:: Data listing

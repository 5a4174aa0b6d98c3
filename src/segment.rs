//! Glue between the codec and the object definition segments that carry
//! its payload. Segment layout itself lives with the caller; this module
//! only needs an id and the data bytes of each record.

use crate::bitmap::Bitmap;
use crate::derle::DeRle;
use crate::error::{Error, Result};
use crate::rle::encode;

/// A record holding encoded object data, or a fragment of it.
pub trait ObjectRecord {
    fn object_id(&self) -> u16;
    fn data(&self) -> &[u8];
}

#[derive(Debug, Clone, PartialEq, Eq)]
pub struct ObjectSegment {
    pub object_id: u16,
    pub version: u8,
    pub data: Vec<u8>,
}

impl ObjectRecord for ObjectSegment {
    fn object_id(&self) -> u16 {
        self.object_id
    }

    fn data(&self) -> &[u8] {
        &self.data
    }
}

/// Packs an encoded payload into one or more transport segments.
pub trait SegmentBuilder {
    type Segment;

    fn build(
        &mut self,
        object_id: u16,
        version: u8,
        width: u16,
        height: u16,
        payload: Vec<u8>,
    ) -> Result<Vec<Self::Segment>>;
}

/// Encodes `bitmap` and hands the payload to `builder`.
pub fn encode_object<B: SegmentBuilder>(
    builder: &mut B,
    bitmap: &Bitmap,
    object_id: u16,
    version: u8,
) -> Result<Vec<B::Segment>> {
    let invalid = || Error::InvalidDimensions {
        width: bitmap.width(),
        height: bitmap.height(),
    };
    let width = u16::try_from(bitmap.width()).map_err(|_| invalid())?;
    let height = u16::try_from(bitmap.height()).map_err(|_| invalid())?;
    let payload = encode(bitmap)?;
    debug!(
        "object {object_id} v{version}: {width}x{height}, {} payload bytes",
        payload.len()
    );
    builder.build(object_id, version, width, height, payload)
}

/// Decodes the data of `records` as one continuous stream.
///
/// With `object_id` set only the matching records take part, in their
/// original order.
pub fn decode_objects<'a, R, I>(records: I, object_id: Option<u16>) -> Result<Vec<Vec<u8>>>
where
    R: ObjectRecord + 'a,
    I: IntoIterator<Item = &'a R>,
{
    let mut derle = DeRle::new();
    for record in records
        .into_iter()
        .filter(|record| object_id.map_or(true, |id| id == record.object_id()))
    {
        trace!(
            "feeding {} bytes of object {}",
            record.data().len(),
            record.object_id()
        );
        for byte in record.data() {
            derle.update(*byte);
        }
    }
    derle.finalize()
}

::::

What is being asked → Write out each line above with the word "Error".

Answer for this exercise →
use crate::error::{Error, Result};
    let invalid = || Error::InvalidDimensions {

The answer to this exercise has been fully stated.